The symposion was the centerpiece of the occasion and extended for several hours into the evening. The activities could be entertainment, games, dramatic presentations, philosophical discussions, conversation about the Torah or the telling of Jesus stories.
Shared social values, “friend-making”, equality in food served and in participation in conversation were hallmarks, but always with due regard to social stratification which was shown by a person’s position at the table.
In Gospel accounts, Jesus scandalizes the Pharisees by allowing tax collectors and sinners to recline and position themselves wherever they wished.
Questions still being studied are whether slaves were permitted to participate, the roles and status of women in these settings and where such meetings were held. Seminar papers suggest that, sometimes at least, slaves did participate and even were honored, and that references to women such as Mary Madeleine and Mary and Martha of Bethany and to Lydia, Paul’s hostess mentioned in Acts, show that women regularly participated in Jesus followers’ worship.

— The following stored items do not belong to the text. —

//! Run command implementation: the whole workflow in one go.

use crate::cli::RunArgs;
use crate::commands::connect;
use crate::config::Config;
use crate::error::{CliError, Result};
use crate::output::Formatter;
use crate::report::settle;
use crate::schema_file;
use std::io::Read;
use std::path::{Path, PathBuf};
use tabula_domain::{ProcessingRequest, SchemaDefinition};
use tabula_sdk::ExtractionService;
use tabula_workflow::Orchestrator;
use tracing::info;

/// What a completed run produced.
#[derive(Debug, Clone, PartialEq, Eq)]
pub struct RunOutcome {
    /// Extracted record count
    pub records: usize,
    /// Where the CSV was written, if exported
    pub exported: Option<PathBuf>,
}

/// Execute the run command.
pub async fn execute_run(args: RunArgs, config: &Config, formatter: &Formatter) -> Result<()> {
    let definition = schema_file::read_definition(&args.schema)?;
    let text = read_text(&args.text)?;
    let request = ProcessingRequest::new(
        text,
        args.chunk_size.unwrap_or(config.settings.chunk_size),
        args.chunk_overlap.unwrap_or(config.settings.chunk_overlap),
    );

    let orchestrator = connect(config)?;
    run_pipeline(
        &orchestrator,
        definition,
        request,
        args.export.as_deref(),
        args.show_code,
        formatter,
    )
    .await?;

    Ok(())
}

/// Create the schema, process the text, print results and optionally export.
///
/// Stops at the first failed step and returns its error.
pub async fn run_pipeline<S: ExtractionService + 'static>(
    orchestrator: &Orchestrator<S>,
    definition: SchemaDefinition,
    request: ProcessingRequest,
    export: Option<&Path>,
    show_code: bool,
    formatter: &Formatter,
) -> Result<RunOutcome> {
    let download_to = export.unwrap_or_else(|| Path::new("results.csv"));

    orchestrator.session().await.load_draft(definition)?;
    settle(orchestrator.create_schema().await, formatter, download_to)?;

    if show_code {
        if let Some(handle) = orchestrator.session().await.state().compiled() {
            println!("{}", formatter.format_code(handle));
        }
    }

    settle(
        orchestrator.process_request(request).await,
        formatter,
        download_to,
    )?;

    let records = {
        let session = orchestrator.session().await;
        println!("{}", formatter.format_results(session.results())?);
        session.results().len()
    };

    let exported = match export {
        Some(_) => settle(orchestrator.export().await, formatter, download_to)?,
        None => None,
    };

    info!(records, exported = ?exported, "Run complete");
    Ok(RunOutcome { records, exported })
}

/// Read input text from a file, or from stdin for `-`.
fn read_text(source: &str) -> Result<String> {
    if source == "-" {
        let mut text = String::new();
        std::io::stdin().read_to_string(&mut text)?;
        return Ok(text);
    }

    std::fs::read_to_string(source)
        .map_err(|e| CliError::InvalidInput(format!("Cannot read text file {}: {}", source, e)))
}

#[cfg(test)]
mod tests {
    use super::*;
    use crate::config::OutputFormat;
    use serde_json::json;
    use tabula_domain::{FieldDefinition, ValidationError};
    use tabula_sdk::{MockService, SdkError};
    use tabula_workflow::WorkflowError;
    use tempfile::TempDir;

    fn definition() -> SchemaDefinition {
        SchemaDefinition {
            class_name: "Person".to_string(),
            fields: vec![FieldDefinition::new("name", "str", "full name")],
        }
    }

    fn formatter() -> Formatter {
        Formatter::new(OutputFormat::Quiet, false)
    }

    #[tokio::test]
    async fn test_pipeline_exports() {
        let dir = TempDir::new().unwrap();
        let target = dir.path().join("people.csv");

        let mock = MockService::new();
        mock.set_records(vec![json!({"name": "Ada"}).as_object().cloned().unwrap()]);
        mock.set_export_csv(Ok(b"name\r\nAda\r\n".to_vec()));
        let orchestrator = Orchestrator::new(mock.clone());

        let outcome = run_pipeline(
            &orchestrator,
            definition(),
            ProcessingRequest::new("Ada went home.", 1000, 100),
            Some(&target),
            false,
            &formatter(),
        )
        .await
        .unwrap();

        assert_eq!(outcome.records, 1);
        assert_eq!(outcome.exported, Some(target.clone()));
        assert_eq!(std::fs::read(&target).unwrap(), b"name\r\nAda\r\n");
        assert_eq!(mock.last_create_schema().unwrap().class_name, "Person");
    }

    #[tokio::test]
    async fn test_pipeline_stops_on_invalid_chunking() {
        let mock = MockService::new();
        let orchestrator = Orchestrator::new(mock.clone());

        let err = run_pipeline(
            &orchestrator,
            definition(),
            ProcessingRequest::new("hello", 100, 150),
            None,
            false,
            &formatter(),
        )
        .await
        .unwrap_err();

        match err {
            CliError::Workflow(WorkflowError::Validation(errors)) => assert!(errors.contains(
                &ValidationError::OverlapTooLarge {
                    overlap: 150,
                    size: 100
                }
            )),
            other => panic!("unexpected error: {other:?}"),
        }
        assert_eq!(mock.calls().process_data, 0);
    }

    #[tokio::test]
    async fn test_pipeline_surfaces_service_error() {
        let mock = MockService::new();
        mock.set_create_schema(Err(SdkError::Service {
            status: 400,
            message: "class_name required".to_string(),
        }));
        let orchestrator = Orchestrator::new(mock.clone());

        let err = run_pipeline(
            &orchestrator,
            definition(),
            ProcessingRequest::new("hello", 1000, 100),
            None,
            false,
            &formatter(),
        )
        .await
        .unwrap_err();

        assert_eq!(err.to_string(), "class_name required");
        assert_eq!(mock.calls().process_data, 0);
    }

    #[test]
    fn test_read_text_missing_file() {
        assert!(matches!(
            read_text("/nonexistent/input.txt"),
            Err(CliError::InvalidInput(_))
        ));
    }
}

Now that we’ve looked at the surprising form of early Christian meetings, let’s look at the substance of what was talked about in the symposion when Jesus stories were told.
I mentioned Paul promoting his ‘brand’ of Christianity. Research discloses that there were, in these first years of the Jesus movements, some very different brands of Christianity available. Some scholars speak in the plural, of “Christianities” and Professor Bart Ehrman has written a very worthwhile book called “Lost Christianities– The Battles for Scripture and Faiths We Never Knew” which I highly recommend.
Other scholars prefer to divide the new competing faiths into two categories: the “Jesus followers” and the “Christ cults” and there were multiple groups in each category. The distinction reflects the contrasting ways Jesus and his life and mission were viewed by followers within Judaism and by God-fearer gentiles.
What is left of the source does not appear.